Your instructions ->
In the entries below, find every line with "left" and copy it.

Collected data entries
┌──

//! Query expression builder.
//!
//! Walks a [`QueryDefinition`], compiles every leaf through the
//! [`ConditionCompiler`], and composes the fragments into a single
//! expression:
//!
//! - bare leaves and `$and` members are joined with `" AND "`;
//! - every leaf of every `$or` member is joined with `" OR "`;
//! - when both sides exist the result is `"(AND-side) AND (OR-side)"`.

use tracing::debug;

use dynaquery_model::types::{ExpressionAttributeNames, ExpressionAttributeValues};

use super::ExpressionError;
use super::alias::AliasGenerator;
use super::ast::ConditionOp;
use super::condition::{ConditionCompiler, Fragment};
use super::definition::{FieldCondition, FieldLeaf, QueryDefinition};

// ---------------------------------------------------------------------------
// Compiled output
// ---------------------------------------------------------------------------

/// The result of compiling one query definition.
///
/// The attribute maps are `None` rather than empty so callers never send an
/// empty map to the store.
#[derive(Debug, Clone, Default, PartialEq)]
pub struct CompiledQuery {
    /// The condition expression; empty when the definition matched everything.
    pub expression: String,
    /// `#alias` to attribute name.
    pub attribute_names: Option<ExpressionAttributeNames>,
    /// `:alias` to attribute value.
    pub attribute_values: Option<ExpressionAttributeValues>,
    /// Comma-separated name aliases, when a projection was requested.
    pub projection_expression: Option<String>,
}

impl CompiledQuery {
    /// The expression for use as a filter, or `None` when it is empty.
    #[must_use]
    pub fn filter_expression(&self) -> Option<&str> {
        (!self.expression.is_empty()).then_some(self.expression.as_str())
    }

    /// The expression for use as a key condition, or `None` when it is empty.
    #[must_use]
    pub fn key_condition_expression(&self) -> Option<&str> {
        self.filter_expression()
    }

    /// Returns `true` if there is neither a condition nor a projection.
    #[must_use]
    pub fn is_empty(&self) -> bool {
        self.expression.is_empty() && self.projection_expression.is_none()
    }
}

/// Every expression a single query or scan request carries.
#[derive(Debug, Clone, Default, PartialEq)]
pub struct ReadExpressions {
    /// `KeyConditionExpression`; queries only.
    pub key_condition_expression: Option<String>,
    /// `FilterExpression`.
    pub filter_expression: Option<String>,
    /// `ProjectionExpression`.
    pub projection_expression: Option<String>,
    /// Merged `ExpressionAttributeNames`.
    pub attribute_names: Option<ExpressionAttributeNames>,
    /// Merged `ExpressionAttributeValues`.
    pub attribute_values: Option<ExpressionAttributeValues>,
}

impl ReadExpressions {
    /// Uses `compiled` as the key condition.
    #[must_use]
    pub fn key_condition(compiled: CompiledQuery) -> Self {
        Self {
            key_condition_expression: compiled.key_condition_expression().map(str::to_owned),
            filter_expression: None,
            projection_expression: compiled.projection_expression,
            attribute_names: compiled.attribute_names,
            attribute_values: compiled.attribute_values,
        }
    }

    /// Uses `compiled` as the filter.
    #[must_use]
    pub fn filter(compiled: CompiledQuery) -> Self {
        Self::default().with_filter(compiled)
    }

    /// Adds `compiled` as the filter, merging its attribute maps.
    ///
    /// Both compiles must draw from the same [`AliasGenerator`] (one
    /// [`QueryCompiler`]) so their aliases cannot collide. A projection in
    /// `compiled` is kept only if none was set before.
    #[must_use]
    pub fn with_filter(mut self, compiled: CompiledQuery) -> Self {
        if let Some(expression) = compiled.filter_expression() {
            self.filter_expression = Some(expression.to_owned());
        }
        if self.projection_expression.is_none() {
            self.projection_expression = compiled.projection_expression;
        }
        self.attribute_names = merge_maps(self.attribute_names, compiled.attribute_names);
        self.attribute_values = merge_maps(self.attribute_values, compiled.attribute_values);
        self
    }
}

fn merge_maps<V>(
    left: Option<std::collections::HashMap<String, V>>,
    right: Option<std::collections::HashMap<String, V>>,
) -> Option<std::collections::HashMap<String, V>> {
    match (left, right) {
        (Some(mut left), Some(right)) => {
            left.extend(right);
            Some(left)
        }
        (left, None) => left,
        (None, right) => right,
    }
}

// ---------------------------------------------------------------------------
// Compiler
// ---------------------------------------------------------------------------

/// Compiles query definitions with one shared alias space.
///
/// Reuse one compiler for every expression of a single request (key
/// condition, filter, projection); use a fresh one per request.
#[derive(Debug, Clone, Default)]
pub struct QueryCompiler {
    aliases: AliasGenerator,
    strict: bool,
}

impl QueryCompiler {
    /// Creates a compiler with a random alias suffix.
    #[must_use]
    pub fn new(strict: bool) -> Self {
        Self::with_aliases(AliasGenerator::new(), strict)
    }

    /// Creates a compiler over an existing alias generator.
    #[must_use]
    pub fn with_aliases(aliases: AliasGenerator, strict: bool) -> Self {
        Self { aliases, strict }
    }

    /// Compiles `definition`, with an optional projection.
    ///
    /// # Errors
    ///
    /// Returns an [`ExpressionError`] for malformed operands, unknown
    /// operators in strict mode, or a field left without any condition.
    pub fn compile(
        &mut self,
        definition: &QueryDefinition,
        projection: Option<&[String]>,
    ) -> Result<CompiledQuery, ExpressionError> {
        let mut conditions = ConditionCompiler::new(&mut self.aliases, self.strict);

        let and_side = definition
            .leaves
            .iter()
            .chain(definition.and_group.iter().flatten())
            .map(|leaf| compile_leaf(&mut conditions, leaf))
            .collect::<Result<Vec<_>, _>>()?;

        // Operators on one field stay conjoined inside its fragment.
        let or_side = definition
            .or_group
            .iter()
            .flatten()
            .map(|leaf| compile_leaf(&mut conditions, leaf))
            .collect::<Result<Vec<_>, _>>()?;

        let expression = combine(&and_side, &or_side);
        let mut names = ExpressionAttributeNames::new();
        let mut values = ExpressionAttributeValues::new();
        for fragment in and_side.into_iter().chain(or_side) {
            names.extend(fragment.names);
            values.extend(fragment.values);
        }

        let projection_expression = projection.filter(|f| !f.is_empty()).map(|fields| {
            fields
                .iter()
                .map(|field| {
                    let alias = self.aliases.name();
                    names.insert(alias.clone(), field.clone());
                    alias
                })
                .collect::<Vec<_>>()
                .join(", ")
        });

        debug!(
            expression = %expression,
            names = names.len(),
            values = values.len(),
            "compiled query definition"
        );

        Ok(CompiledQuery {
            expression,
            attribute_names: (!names.is_empty()).then_some(names),
            attribute_values: (!values.is_empty()).then_some(values),
            projection_expression,
        })
    }

    /// Compiles a key condition, allowing only operators the store accepts
    /// in key position.
    ///
    /// # Errors
    ///
    /// Returns [`ExpressionError::NotAKeyOperator`] for any other operator,
    /// including unknown tags, plus everything [`Self::compile`] returns.
    pub fn compile_key_condition(
        &mut self,
        definition: &QueryDefinition,
        projection: Option<&[String]>,
    ) -> Result<CompiledQuery, ExpressionError> {
        validate_key_condition(definition)?;
        self.compile(definition, projection)
    }
}

/// Compiles `definition` with a fresh alias space.
///
/// # Errors
///
/// See [`QueryCompiler::compile`].
///
/// # Examples
///
/// ```
/// use dynaquery_core::expression::{QueryDefinition, compile_query};
/// use serde_json::json;
///
/// let definition = QueryDefinition::from_json(&json!({
///     "status": "active",
///     "amount": { "$gte": 100 },
/// }))
/// .unwrap();
/// let compiled = compile_query(&definition, None, false).unwrap();
/// assert_eq!(compiled.expression.matches(" AND ").count(), 1);
/// assert_eq!(compiled.attribute_names.unwrap().len(), 2);
/// ```
pub fn compile_query(
    definition: &QueryDefinition,
    projection: Option<&[String]>,
    strict: bool,
) -> Result<CompiledQuery, ExpressionError> {
    QueryCompiler::new(strict).compile(definition, projection)
}

/// Checks that every leaf uses only key-condition operators.
pub fn validate_key_condition(definition: &QueryDefinition) -> Result<(), ExpressionError> {
    for leaf in definition.all_leaves() {
        for tag in leaf.tags() {
            let allowed = ConditionOp::from_tag(tag).is_some_and(|op| op.is_key_condition());
            if !allowed {
                return Err(ExpressionError::NotAKeyOperator {
                    field: leaf.field.clone(),
                    operator: tag.to_owned(),
                });
            }
        }
    }
    Ok(())
}

fn compile_leaf(
    conditions: &mut ConditionCompiler<'_>,
    leaf: &FieldLeaf,
) -> Result<Fragment, ExpressionError> {
    let fragments = match &leaf.condition {
        FieldCondition::Equals(value) => vec![conditions.equals(&leaf.field, value)],
        FieldCondition::Operators(clauses) => {
            let mut fragments = Vec::with_capacity(clauses.len());
            for clause in clauses {
                fragments.extend(conditions.compile_tag(&leaf.field, &clause.tag, &clause.operand)?);
            }
            fragments
        }
    };
    if fragments.is_empty() {
        return Err(ExpressionError::EmptyCondition {
            field: leaf.field.clone(),
        });
    }
    Ok(Fragment::all(fragments))
}

fn combine(and_side: &[Fragment], or_side: &[Fragment]) -> String {
    let join = |fragments: &[Fragment], sep: &str| {
        fragments
            .iter()
            .map(Fragment::expression)
            .collect::<Vec<_>>()
            .join(sep)
    };
    match (and_side.is_empty(), or_side.is_empty()) {
        (true, true) => String::new(),
        (false, true) => join(and_side, " AND "),
        (true, false) => join(or_side, " OR "),
        (false, false) => format!(
            "({}) AND ({})",
            join(and_side, " AND "),
            join(or_side, " OR ")
        ),
    }
}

└──

Exercise solution ->
    left: Option<std::collections::HashMap<String, V>>,
    match (left, right) {
        (Some(mut left), Some(right)) => {
            left.extend(right);
            Some(left)
        (left, None) => left,
    /// operators in strict mode, or a field left without any condition.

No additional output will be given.